Exercise details:
In the records that follow, find each line with "anyhow" and pull it out.

BEGIN Extracted material

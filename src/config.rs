//! Configuration loading for the Clawguard sidecar.
//!
//! Loads `clawguard.toml` with per-section defaults. All sections use
//! `#[serde(default)]` so a minimal or missing config file is valid.

use std::path::{Path, PathBuf};

use anyhow::Context;
use serde::Deserialize;

/// Top-level Clawguard configuration.
#[derive(Debug, Clone, Default, Deserialize)]
pub struct GuardConfig {
    /// Supervised agent process settings.
    #[serde(default)]
    pub agent: AgentConfig,

    /// Watch loop timing.
    #[serde(default)]
    pub watch: WatchConfig,
}

/// Settings for the supervised agent process.
#[derive(Debug, Clone, Deserialize)]
pub struct AgentConfig {
    /// Path or name of the agent executable to supervise.
    #[serde(default = "default_executable")]
    pub executable: String,

    /// Seconds to wait for graceful termination before force-killing.
    #[serde(default = "default_stop_grace_secs")]
    pub stop_grace_secs: u64,
}

impl Default for AgentConfig {
    fn default() -> Self {
        Self {
            executable: default_executable(),
            stop_grace_secs: default_stop_grace_secs(),
        }
    }
}

/// Timing for the tail-and-evaluate watch loop.
#[derive(Debug, Clone, Deserialize)]
pub struct WatchConfig {
    /// Milliseconds between polls of the agent output log.
    #[serde(default = "default_interval_ms")]
    pub interval_ms: u64,
}

impl Default for WatchConfig {
    fn default() -> Self {
        Self {
            interval_ms: default_interval_ms(),
        }
    }
}

impl GuardConfig {
    /// Validate that configuration values are within sane bounds.
    ///
    /// # Errors
    ///
    /// Returns an error if any value is out of range.
    pub fn validate(&self) -> anyhow::Result<()> {
        anyhow::ensure!(
            !self.agent.executable.trim().is_empty(),
            "agent.executable must not be empty"
        );
        anyhow::ensure!(
            (1..=60).contains(&self.agent.stop_grace_secs),
            "agent.stop_grace_secs must be in [1, 60]"
        );
        anyhow::ensure!(
            (50..=60_000).contains(&self.watch.interval_ms),
            "watch.interval_ms must be in [50, 60000]"
        );
        Ok(())
    }
}

/// Resolved filesystem paths for Clawguard state under `~/.clawguard/`.
#[derive(Debug, Clone)]
pub struct GuardPaths {
    /// Root state directory.
    pub root: PathBuf,

    /// Directory for configuration documents.
    pub config_dir: PathBuf,

    /// Directory for durable logs.
    pub logs_dir: PathBuf,

    /// Path to the guardrail rules document.
    pub rules_file: PathBuf,

    /// Path to the append-only JSONL violation log.
    pub violations_log: PathBuf,

    /// Path to the supervised agent's raw output log.
    pub agent_log: PathBuf,

    /// Path to `clawguard.toml`.
    pub config_toml: PathBuf,
}

impl GuardPaths {
    /// Build the path set rooted at an arbitrary directory (used by tests).
    pub fn under(root: &Path) -> Self {
        let config_dir = root.join("config");
        let logs_dir = root.join("logs");
        Self {
            rules_file: config_dir.join("rules.json"),
            violations_log: logs_dir.join("violations.log"),
            agent_log: logs_dir.join("agent.log"),
            config_toml: root.join("clawguard.toml"),
            root: root.to_path_buf(),
            config_dir,
            logs_dir,
        }
    }

    /// Create the config and logs directories if they do not exist.
    ///
    /// # Errors
    ///
    /// Returns an error if a directory cannot be created.
    pub fn ensure_dirs(&self) -> anyhow::Result<()> {
        std::fs::create_dir_all(&self.config_dir)
            .with_context(|| format!("failed to create {}", self.config_dir.display()))?;
        std::fs::create_dir_all(&self.logs_dir)
            .with_context(|| format!("failed to create {}", self.logs_dir.display()))?;
        Ok(())
    }
}

/// Resolve Clawguard's filesystem paths under the user's home directory.
///
/// # Errors
///
/// Returns an error if the home directory cannot be determined.
pub fn guard_paths() -> anyhow::Result<GuardPaths> {
    let base = directories::BaseDirs::new()
        .ok_or_else(|| anyhow::anyhow!("cannot determine home directory"))?;
    Ok(GuardPaths::under(&base.home_dir().join(".clawguard")))
}

/// Load configuration from a TOML file.
///
/// A missing file yields the defaults; a present file must parse and
/// pass validation.
///
/// # Errors
///
/// Returns an error if the file exists but cannot be read, parsed, or
/// fails validation.
pub fn load_config(path: &Path) -> anyhow::Result<GuardConfig> {
    if !path.exists() {
        let config = GuardConfig::default();
        config.validate()?;
        return Ok(config);
    }

    let contents = std::fs::read_to_string(path)
        .with_context(|| format!("failed to read config at {}", path.display()))?;
    let config: GuardConfig = toml::from_str(&contents)
        .with_context(|| format!("failed to parse config at {}", path.display()))?;
    config.validate()?;
    Ok(config)
}

// Default value functions for serde.

fn default_executable() -> String {
    "openclaw".to_owned()
}

fn default_stop_grace_secs() -> u64 {
    5
}

fn default_interval_ms() -> u64 {
    500
}

#[cfg(test)]
mod tests {
    use super::*;

    #[test]
    fn missing_file_yields_defaults() {
        let dir = tempfile::tempdir().expect("tempdir");
        let config = load_config(&dir.path().join("clawguard.toml")).expect("load");
        assert_eq!(config.watch.interval_ms, 500);
        assert_eq!(config.agent.stop_grace_secs, 5);
        assert_eq!(config.agent.executable, "openclaw");
    }

    #[test]
    fn partial_file_fills_defaults() {
        let dir = tempfile::tempdir().expect("tempdir");
        let path = dir.path().join("clawguard.toml");
        std::fs::write(&path, "[watch]\ninterval_ms = 200\n").expect("write");

        let config = load_config(&path).expect("load");
        assert_eq!(config.watch.interval_ms, 200);
        assert_eq!(config.agent.executable, "openclaw");
    }

    #[test]
    fn out_of_range_interval_rejected() {
        let dir = tempfile::tempdir().expect("tempdir");
        let path = dir.path().join("clawguard.toml");
        std::fs::write(&path, "[watch]\ninterval_ms = 5\n").expect("write");

        assert!(load_config(&path).is_err());
    }

    #[test]
    fn paths_are_rooted() {
        let paths = GuardPaths::under(Path::new("/tmp/cg"));
        assert_eq!(paths.rules_file, Path::new("/tmp/cg/config/rules.json"));
        assert_eq!(paths.agent_log, Path::new("/tmp/cg/logs/agent.log"));
    }
}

END Extracted material

Answer below:
use anyhow::Context;
    pub fn validate(&self) -> anyhow::Result<()> {
        anyhow::ensure!(
        anyhow::ensure!(
        anyhow::ensure!(
    pub fn ensure_dirs(&self) -> anyhow::Result<()> {
pub fn guard_paths() -> anyhow::Result<GuardPaths> {
        .ok_or_else(|| anyhow::anyhow!("cannot determine home directory"))?;
pub fn load_config(path: &Path) -> anyhow::Result<GuardConfig> {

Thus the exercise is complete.